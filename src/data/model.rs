use std::collections::BTreeSet;
use std::fmt;

use chrono::NaiveDate;
use serde::Serialize;

/// Provenance tag stamped on every generated record.
pub const SYNTHETIC_SOURCE: &str = "synthetic-generator";

// ---------------------------------------------------------------------------
// ActivityType – role of the company in the supply chain
// ---------------------------------------------------------------------------

#[derive(Debug, Clone, Copy, PartialEq, Eq, PartialOrd, Ord, Hash, Serialize)]
#[serde(rename_all = "lowercase")]
pub enum ActivityType {
    Producer,
    Distributor,
}

impl ActivityType {
    pub const ALL: [ActivityType; 2] = [ActivityType::Producer, ActivityType::Distributor];
}

impl fmt::Display for ActivityType {
    fn fmt(&self, f: &mut fmt::Formatter<'_>) -> fmt::Result {
        match self {
            ActivityType::Producer => write!(f, "producer"),
            ActivityType::Distributor => write!(f, "distributor"),
        }
    }
}

// ---------------------------------------------------------------------------
// ObservationRecord – one row of the dataset
// ---------------------------------------------------------------------------

/// A single (company, product, date) price/volume observation.
#[derive(Debug, Clone, PartialEq, Serialize)]
pub struct ObservationRecord {
    pub company_name: String,
    pub product: String,
    pub activity_type: ActivityType,
    pub date: NaiveDate,
    /// RUB per metric ton. Not clamped, so it may be zero or negative.
    pub price: f64,
    /// Metric tons.
    pub volume: u32,
    pub data_source: String,
}

// ---------------------------------------------------------------------------
// Dataset – the complete generated table
// ---------------------------------------------------------------------------

/// The generated records plus pre-computed selection lists.
///
/// Built once and never mutated afterwards; queries borrow from it.
#[derive(Debug, Clone, Default)]
pub struct Dataset {
    /// All records, in generation order.
    pub records: Vec<ObservationRecord>,
    /// Sorted unique product names.
    pub products: BTreeSet<String>,
    /// Sorted unique company names.
    pub companies: BTreeSet<String>,
}

impl Dataset {
    /// Build the selection indices from the generated records.
    pub fn from_records(records: Vec<ObservationRecord>) -> Self {
        let mut products = BTreeSet::new();
        let mut companies = BTreeSet::new();

        for rec in &records {
            products.insert(rec.product.clone());
            companies.insert(rec.company_name.clone());
        }

        Dataset {
            records,
            products,
            companies,
        }
    }

    /// Number of records.
    pub fn len(&self) -> usize {
        self.records.len()
    }

    /// Whether the dataset is empty.
    pub fn is_empty(&self) -> bool {
        self.records.is_empty()
    }
}
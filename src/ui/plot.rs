use std::collections::BTreeMap;

use chrono::{Datelike, NaiveDate};
use eframe::egui::{Color32, RichText, Ui};
use egui_plot::{GridMark, Legend, Line, Plot, PlotPoints, Points};

use agro_panda::data::model::ObservationRecord;
use agro_panda::state::DashboardView;

use super::{format_amount, format_date};
use crate::color::ColorMap;

const PLOT_HEIGHT: f32 = 260.0;

// ---------------------------------------------------------------------------
// Date axis helpers
// ---------------------------------------------------------------------------

/// Dates go on the x axis as day numbers.
fn date_to_x(date: NaiveDate) -> f64 {
    date.num_days_from_ce() as f64
}

fn x_to_label(x: f64) -> String {
    NaiveDate::from_num_days_from_ce_opt(x.round() as i32)
        .map(format_date)
        .unwrap_or_default()
}

fn date_plot<'a>(id: &str, y_label: &str) -> Plot<'a> {
    Plot::new(id)
        .height(PLOT_HEIGHT)
        .legend(Legend::default())
        .x_axis_label("Date")
        .y_axis_label(y_label)
        .x_axis_formatter(|mark: GridMark, _range| x_to_label(mark.value))
        .label_formatter(|name, point| {
            let head = if name.is_empty() {
                String::new()
            } else {
                format!("{name}\n")
            };
            format!("{head}{}\n{}", x_to_label(point.x), format_amount(point.y, 2))
        })
        .allow_boxed_zoom(true)
        .allow_drag(true)
        .allow_scroll(false)
        .allow_zoom(true)
}

fn series(
    records: &[ObservationRecord],
    value: impl Fn(&ObservationRecord) -> f64,
) -> Vec<[f64; 2]> {
    records.iter().map(|r| [date_to_x(r.date), value(r)]).collect()
}

/// Line with point markers on each observation.
fn marked_line(plot_ui: &mut egui_plot::PlotUi, name: &str, pts: Vec<[f64; 2]>, color: Color32) {
    plot_ui.line(
        Line::new(PlotPoints::from(pts.clone()))
            .name(name)
            .color(color)
            .width(1.5),
    );
    plot_ui.points(Points::new(PlotPoints::from(pts)).radius(3.0).color(color));
}

// ---------------------------------------------------------------------------
// Price / volume history (central panel)
// ---------------------------------------------------------------------------

/// Price and volume charts for the selected (product, company).
pub fn history_plots(ui: &mut Ui, view: &DashboardView) {
    if view.is_empty() {
        ui.label(
            RichText::new("No data found for the selected filters.").color(Color32::YELLOW),
        );
        return;
    }

    let product = &view.selection.product;

    ui.label(RichText::new("Price dynamics").strong());
    let prices = series(&view.history, |r| r.price);
    date_plot("price_plot", "Price, RUB/t").show(ui, |plot_ui| {
        marked_line(plot_ui, &format!("{product} price"), prices, Color32::LIGHT_BLUE);
    });

    ui.add_space(8.0);
    ui.label(RichText::new("Supply volume dynamics").strong());
    let volumes = series(&view.history, |r| r.volume as f64);
    date_plot("volume_plot", "Volume, t").show(ui, |plot_ui| {
        marked_line(plot_ui, &format!("{product} volume"), volumes, Color32::LIGHT_GREEN);
    });
}

// ---------------------------------------------------------------------------
// Company comparison
// ---------------------------------------------------------------------------

/// One price series per compared company. Draws nothing for fewer than two.
pub fn comparison_plot(ui: &mut Ui, view: &DashboardView, colors: &ColorMap) {
    if view.comparison.is_empty() {
        return;
    }

    let mut by_company: BTreeMap<&str, Vec<[f64; 2]>> = BTreeMap::new();
    for rec in &view.comparison {
        by_company
            .entry(rec.company_name.as_str())
            .or_default()
            .push([date_to_x(rec.date), rec.price]);
    }

    ui.add_space(8.0);
    ui.label(RichText::new(format!("Price comparison: {}", view.selection.product)).strong());
    date_plot("comparison_plot", "Price, RUB/t").show(ui, |plot_ui| {
        for (company, pts) in by_company {
            marked_line(plot_ui, company, pts, colors.color_for(company));
        }
    });
}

Description of the task — Scan the material above for the string "derive", and copy every line where it is found.

Answer to this exercise —
#[derive(Debug, Clone, Copy, PartialEq, Eq, PartialOrd, Ord, Hash, Serialize)]
#[derive(Debug, Clone, PartialEq, Serialize)]
#[derive(Debug, Clone, Default)]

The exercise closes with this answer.